Wrong! I told him, that might feel like it is working in the short-term, but what about long-term. Instead of yelling, try finding the person who does it right and thank them for it. And make sure that recognition is public, so others hear it, or see it (this is where social recognition can help amplify these moments quickly and easily).
So he tried it. And guess what? Through conversations and interactions, he discovered that some of them had just started, and the mistakes he was seeing was because they didn’t really understand his preferences. With a more positive approach he removed misunderstandings, built a team that wanted to be helpful, and saved himself loads of time. This also helped improve employee retention in an industry known for high levels of turnover.

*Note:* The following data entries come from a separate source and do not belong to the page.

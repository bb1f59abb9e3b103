use super::*;

#[test]
fn exact_path_match_is_active() {
    assert!(is_active("/about", "/about"));
    assert!(is_active("/", "/"));
}

#[test]
fn only_the_matching_link_is_active() {
    let current = "/about";
    let marked: Vec<&str> = ["/", "/about", "/contact"]
        .into_iter()
        .filter(|link| is_active(link, current))
        .collect();
    assert_eq!(marked, vec!["/about"]);
}

#[test]
fn prefix_matches_are_rejected() {
    assert!(!is_active("/about", "/about/team"));
    assert!(!is_active("/", "/about"));
    assert!(!is_active("/services", "/service"));
}

#[test]
fn trailing_slash_is_not_normalized() {
    assert!(!is_active("/about", "/about/"));
}

#[test]
fn nav_links_are_absolute_and_distinct() {
    for (path, label) in NAV_LINKS {
        assert!(path.starts_with('/'));
        assert!(!label.is_empty());
    }
    for (i, (a, _)) in NAV_LINKS.iter().enumerate() {
        for (b, _) in NAV_LINKS.iter().skip(i + 1) {
            assert_ne!(a, b);
        }
    }
}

By actively recognising the good behaviours he saw, more and more people noticed, and the standard of care for the patients improved as a result.
If we can get just a little bit better at how we demonstrate gratitude in the workforce, imagine what a better world we would live in. Use these examples to build better relationships at work, with your clients or even your customers — building true business value by changing that skeptic’s mind. And if you’re the skeptic, I hope I’ve done my part in changing your mind about the true value of recognition.